Main: Spanish Seafood with Lentils
You will need:
1 chorizo sausage, chopped
125 g bacon rashes, chopped finely
1 small onion, finely chopped
1 green pepper, diced
2 cloves garlic, finely chopped
5 cm piece of ginger, peeled and grated
5 ml (1 tsp) smoked paprika (optional)
15 ml (1 tbsp) harissa or chilli paste
410 g (1 can) peeled and chopped tomatoes
2 x 410 g (2 cans) brown lentils, rinsed, drained or 500 ml (2 cups) dry lentils, soaked overnight
220 g jar (1 jar) roasted red capsicums, drained, sliced
250 (1 cup) chicken stock or water
500 g peeled green prawns (tails intact)
1 tub calamari rings and tennicles
60 ml (¼ cup) chopped flat-leaf parsley leaves
Serve with
Beautiful crusty long bread, sliced and toasted to top of the stew
Method:
- Heat the oil in a large saucepan over medium heat.
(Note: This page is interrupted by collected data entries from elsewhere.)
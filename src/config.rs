//! Application configuration loaded from environment variables.
//!
//! A `.env` file in the working directory is honoured for local runs.

use std::env;
use std::fmt;
use std::str::FromStr;
use std::time::Duration;

use crate::services::belonio::{ClientOptions, Credentials};

/// Default resource API host.
pub const DEFAULT_API_HOST: &str = "https://sls.beeline.cloud";
/// Default token endpoint host.
pub const DEFAULT_AUTH_HOST: &str = "https://auth.belonio.app";

/// Application configuration, loaded once at startup.
#[derive(Clone)]
pub struct Config {
    /// Belonio account login
    pub username: String,
    /// Belonio account password
    pub password: String,
    /// Resource API base URL (no trailing slash)
    pub api_host: String,
    /// Token endpoint base URL (no trailing slash)
    pub auth_host: String,
    /// Retries allowed per authenticated request after the first attempt
    pub retry_budget: u32,
    /// Retries allowed per token request on transport failure
    pub token_retries: u32,
    /// Per-attempt timeout for resource requests
    pub request_timeout: Duration,
    /// Per-attempt timeout for token requests
    pub token_timeout: Duration,
    /// How often the refresh loop runs
    pub refresh_interval: Duration,
}

impl Default for Config {
    /// Default config for testing only.
    fn default() -> Self {
        Self {
            username: "test_user".to_string(),
            password: "test_password".to_string(),
            api_host: DEFAULT_API_HOST.to_string(),
            auth_host: DEFAULT_AUTH_HOST.to_string(),
            retry_budget: 3,
            token_retries: 3,
            request_timeout: Duration::from_secs(10),
            token_timeout: Duration::from_secs(30),
            refresh_interval: Duration::from_secs(60 * 60),
        }
    }
}

impl fmt::Debug for Config {
    fn fmt(&self, f: &mut fmt::Formatter<'_>) -> fmt::Result {
        f.debug_struct("Config")
            .field("username", &self.username)
            .field("password", &"<redacted>")
            .field("api_host", &self.api_host)
            .field("auth_host", &self.auth_host)
            .field("retry_budget", &self.retry_budget)
            .field("token_retries", &self.token_retries)
            .field("request_timeout", &self.request_timeout)
            .field("token_timeout", &self.token_timeout)
            .field("refresh_interval", &self.refresh_interval)
            .finish()
    }
}

impl Config {
    /// Load configuration from environment variables.
    pub fn from_env() -> Result<Self, ConfigError> {
        dotenvy::dotenv().ok(); // Load .env file if present

        Ok(Self {
            username: env::var("BELONIO_USERNAME")
                .map(|v| v.trim().to_string())
                .map_err(|_| ConfigError::Missing("BELONIO_USERNAME"))?,
            password: env::var("BELONIO_PASSWORD")
                .map_err(|_| ConfigError::Missing("BELONIO_PASSWORD"))?,
            api_host: host_var("BELONIO_API_HOST", DEFAULT_API_HOST),
            auth_host: host_var("BELONIO_AUTH_HOST", DEFAULT_AUTH_HOST),
            retry_budget: parse_var("BELONIO_RETRY_BUDGET", 3)?,
            token_retries: parse_var("BELONIO_TOKEN_RETRIES", 3)?,
            request_timeout: secs_var("BELONIO_REQUEST_TIMEOUT_SECS", 10)?,
            token_timeout: secs_var("BELONIO_TOKEN_TIMEOUT_SECS", 30)?,
            refresh_interval: secs_var("BELONIO_REFRESH_INTERVAL_SECS", 60 * 60)?,
        })
    }

    /// Account credentials for the client.
    pub fn credentials(&self) -> Credentials {
        Credentials::new(self.username.clone(), self.password.clone())
    }

    /// Endpoint, retry and timeout settings for the client.
    pub fn client_options(&self) -> ClientOptions {
        ClientOptions {
            api_host: self.api_host.clone(),
            auth_host: self.auth_host.clone(),
            retry_budget: self.retry_budget,
            token_retries: self.token_retries,
            request_timeout: self.request_timeout,
            token_timeout: self.token_timeout,
        }
    }
}

fn host_var(name: &'static str, default: &str) -> String {
    env::var(name)
        .map(|v| v.trim().trim_end_matches('/').to_string())
        .ok()
        .filter(|v| !v.is_empty())
        .unwrap_or_else(|| default.to_string())
}

fn parse_var<T: FromStr>(name: &'static str, default: T) -> Result<T, ConfigError> {
    match env::var(name) {
        Ok(raw) => raw
            .trim()
            .parse()
            .map_err(|_| ConfigError::Invalid(name, raw)),
        Err(_) => Ok(default),
    }
}

/// A whole number of seconds, which must be non-zero.
fn secs_var(name: &'static str, default: u64) -> Result<Duration, ConfigError> {
    match env::var(name) {
        Ok(raw) => match raw.trim().parse::<u64>() {
            Ok(secs) if secs > 0 => Ok(Duration::from_secs(secs)),
            _ => Err(ConfigError::Invalid(name, raw)),
        },
        Err(_) => Ok(Duration::from_secs(default)),
    }
}

/// Configuration errors
#[derive(Debug, thiserror::Error)]
pub enum ConfigError {
    #[error("Missing required environment variable: {0}")]
    Missing(&'static str),

    #[error("Invalid value for {0}: {1:?}")]
    Invalid(&'static str, String),
}
// SPDX-License-Identifier: MIT
// Copyright 2026 Roland Dreier <roland@rolandd.dev>

//! Services module - API client and refresh logic.

pub mod belonio;
pub mod coordinator;
pub mod metrics;

pub use belonio::{ApiResponse, BelonioClient, ClientOptions, Credentials};
pub use coordinator::RefreshCoordinator;
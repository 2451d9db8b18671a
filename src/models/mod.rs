// SPDX-License-Identifier: MIT
// Copyright 2026 Roland Dreier <roland@kernel.org>

//! Data models for the Belonio API.

pub mod giftcard;
pub mod profile;
pub mod snapshot;

pub use giftcard::{Giftcard, GiftcardPage, GiftcardProperties, Money};
pub use profile::{Employer, Employment, UserProfile};
pub use snapshot::GiftcardSnapshot;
Add the onion and chorizo, and cook, stirring, for 5 minutes until the onion softens and the chorizo starts to crisp.
- Stir in harissa and cook for further minutes. Add tomatoes, lentils, capsicum and stock, bring to a boil, and then reduce heat to low and simmer, stirring occasionally, for 20 minutes until the mixture has thickened slightly.
- Season the prawns, calamari and tennicles with salt and freshly ground black pepper, then add to the pan. Cover and cook for further 5 minutes or until the prawns are just cooked through. Stir the parsley, then top with the crusty bread slices on top and serve with a mixed salad.
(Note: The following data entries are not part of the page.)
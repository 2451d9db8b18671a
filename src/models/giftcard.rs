// SPDX-License-Identifier: MIT
// Copyright 2026 Roland Dreier <roland@rolandd.dev>

//! Gift card records from the search and detail endpoints.
//!
//! The API is loose about number encoding (amounts arrive as decimal strings
//! or numbers, ids as strings or numbers), so those fields go through lenient
//! deserializers. Anything that cannot be read as a number is a parse error.
//! The card's JSON is kept as received and is what gets serialized back out.

use serde::de::{self, Deserializer};
use serde::{Deserialize, Serialize, Serializer};
use serde_json::Value;
use std::cmp::Ordering;

/// A single gift card.
///
/// Search results and the detail endpoint share this shape; the detail
/// response carries more of the optional fields.
#[derive(Debug, Clone, PartialEq, Deserialize)]
#[serde(try_from = "Value")]
pub struct Giftcard {
    pub giftcard_id: String,
    /// Value date, used to order cards by recency
    pub valuta: f64,
    pub remaining_amount: Money,
    /// Amount the card was issued with
    pub amount: Option<Money>,
    pub properties: GiftcardProperties,
    /// The record exactly as the API sent it
    pub raw: Value,
}

/// A monetary amount.
#[derive(Debug, Clone, PartialEq, Deserialize)]
pub struct Money {
    #[serde(deserialize_with = "decimal")]
    pub amount: f64,
}

#[derive(Debug, Clone, Default, PartialEq, Deserialize)]
pub struct GiftcardProperties {
    /// Link to the rendered voucher barcode
    #[serde(rename = "eVoucherLink", default)]
    pub e_voucher_link: Option<String>,
}

/// Typed view of the fields the client relies on.
#[derive(Deserialize)]
#[serde(rename_all = "camelCase")]
struct GiftcardFields {
    #[serde(deserialize_with = "string_or_number")]
    giftcard_id: String,
    #[serde(deserialize_with = "timestamp")]
    valuta: f64,
    remaining_amount: Money,
    #[serde(default)]
    amount: Option<Money>,
    #[serde(default)]
    properties: GiftcardProperties,
}

impl TryFrom<Value> for Giftcard {
    type Error = serde_json::Error;

    fn try_from(raw: Value) -> Result<Self, Self::Error> {
        let fields = GiftcardFields::deserialize(&raw)?;
        Ok(Self {
            giftcard_id: fields.giftcard_id,
            valuta: fields.valuta,
            remaining_amount: fields.remaining_amount,
            amount: fields.amount,
            properties: fields.properties,
            raw,
        })
    }
}

impl Serialize for Giftcard {
    fn serialize<S: Serializer>(&self, serializer: S) -> Result<S::Ok, S::Error> {
        self.raw.serialize(serializer)
    }
}

impl Giftcard {
    pub fn remaining(&self) -> f64 {
        self.remaining_amount.amount
    }

    pub fn original_amount(&self) -> Option<f64> {
        self.amount.as_ref().map(|money| money.amount)
    }

    /// Order two cards by value date.
    pub fn cmp_valuta(&self, other: &Giftcard) -> Ordering {
        self.valuta.total_cmp(&other.valuta)
    }
}

/// Response body of `POST /giftcards/search`.
#[derive(Debug, Clone, Deserialize)]
pub struct GiftcardPage {
    pub content: Vec<Giftcard>,
}

fn string_or_number<'de, D: Deserializer<'de>>(deserializer: D) -> Result<String, D::Error> {
    match Value::deserialize(deserializer)? {
        Value::String(s) => Ok(s),
        Value::Number(n) => Ok(n.to_string()),
        other => Err(de::Error::custom(format!(
            "expected string or number id, got {}",
            other
        ))),
    }
}

fn number_or_numeric_string<'de, D: Deserializer<'de>>(
    deserializer: D,
    what: &str,
) -> Result<f64, D::Error> {
    let parsed = match Value::deserialize(deserializer)? {
        Value::Number(n) => n.as_f64(),
        Value::String(s) => s.trim().parse::<f64>().ok(),
        other => {
            return Err(de::Error::custom(format!(
                "expected numeric {}, got {}",
                what, other
            )))
        }
    };

    parsed
        .filter(|f| f.is_finite())
        .ok_or_else(|| de::Error::custom(format!("invalid {}", what)))
}

fn decimal<'de, D: Deserializer<'de>>(deserializer: D) -> Result<f64, D::Error> {
    number_or_numeric_string(deserializer, "amount")
}

fn timestamp<'de, D: Deserializer<'de>>(deserializer: D) -> Result<f64, D::Error> {
    number_or_numeric_string(deserializer, "valuta")
}
// SPDX-License-Identifier: MIT
// Copyright 2026 Roland Dreier <roland@rolandd.dev>

//! Aggregate metrics over fetched gift cards.

use chrono::{DateTime, Utc};

use crate::models::{Giftcard, GiftcardSnapshot};

/// Barcode display mode the API links to by default.
const BARCODE_MODE_DEFAULT: &str = "&rt=1";
/// Display mode that renders a scannable barcode.
const BARCODE_MODE_SCANNABLE: &str = "&rt=7";

/// Card with the greatest valuta. Ties go to the earliest card.
pub fn most_recent(giftcards: &[Giftcard]) -> Option<&Giftcard> {
    giftcards.iter().fold(None, |best, card| match best {
        Some(current) if current.cmp_valuta(card).is_ge() => Some(current),
        _ => Some(card),
    })
}

/// Sum of remaining balances; 0.0 for no cards.
pub fn total_remaining(giftcards: &[Giftcard]) -> f64 {
    giftcards.iter().map(Giftcard::remaining).sum()
}

/// Rewrite a trailing `&rt=1` to `&rt=7`. Other links pass through.
pub fn barcode_url(link: &str) -> String {
    match link.strip_suffix(BARCODE_MODE_DEFAULT) {
        Some(base) => format!("{}{}", base, BARCODE_MODE_SCANNABLE),
        None => link.to_string(),
    }
}

/// Build the published metrics from the client's current state.
pub fn snapshot(
    giftcards: &[Giftcard],
    most_recent: Option<&Giftcard>,
    refreshed_at: DateTime<Utc>,
) -> GiftcardSnapshot {
    GiftcardSnapshot {
        giftcards: giftcards.to_vec(),
        count: giftcards.len(),
        total_remaining: total_remaining(giftcards),
        most_recent: most_recent.cloned(),
        most_recent_remaining: most_recent.map(Giftcard::remaining),
        most_recent_original: most_recent.and_then(Giftcard::original_amount),
        barcode_url: most_recent
            .and_then(|card| card.properties.e_voucher_link.as_deref())
            .map(barcode_url),
        refreshed_at,
    }
}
Dessert: Ginger bread cake
You will need:
500 ml (2 cups) cake flour
5 ml (1 tsp) bicarbonate of soda
Pinch of salt
7 ml (1 ½ tsp) ground cinnamon
5 ml (1 tsp) ground ginger
Pinch of cloves
125 g butter at room temperature
125 ml (½ cup) brown sugar
2 extra-large eggs
Rind of 1 lemon
125 ml (½ cup) unsulphured molasses (spray the cup with cooking spray before pouring it in to prevent it from sticking)
250 ml (1 cup) milk
Lemon frosting
Cream cheese
Icing sugar
15 – 30 ml (1-2 tbsp) lemon juice
Rind of 1 lemon (optional)
Method:
- Cake: Preheat the oven to 180 C and place the rack in the centre. Grease and lightly flour a round or square 23 cm cake tin. In a bowl, beat the butter and sugar until light and fluffy. Add the eggs, one at a time, beating well after each addition. Add the lemon rind, molasses and beat until combined – scraping down the sides if needed.
- Sift in the flour, bicarbonate of soda, salt, cinnamon, ginger and cloves on top. Fold and mix until combined, alternating with milk – being careful not to over mix. Pour the batter into the prepared pan and smooth the top with a spatula and bake for 40 to 45 minutes or until the centre is cooked. Remove from the oven and cool on a wire rack until cook.
- Frosting: Mix the frosting ingredients together until combined. Spread on top of the cake and spread the icing on top. Serve.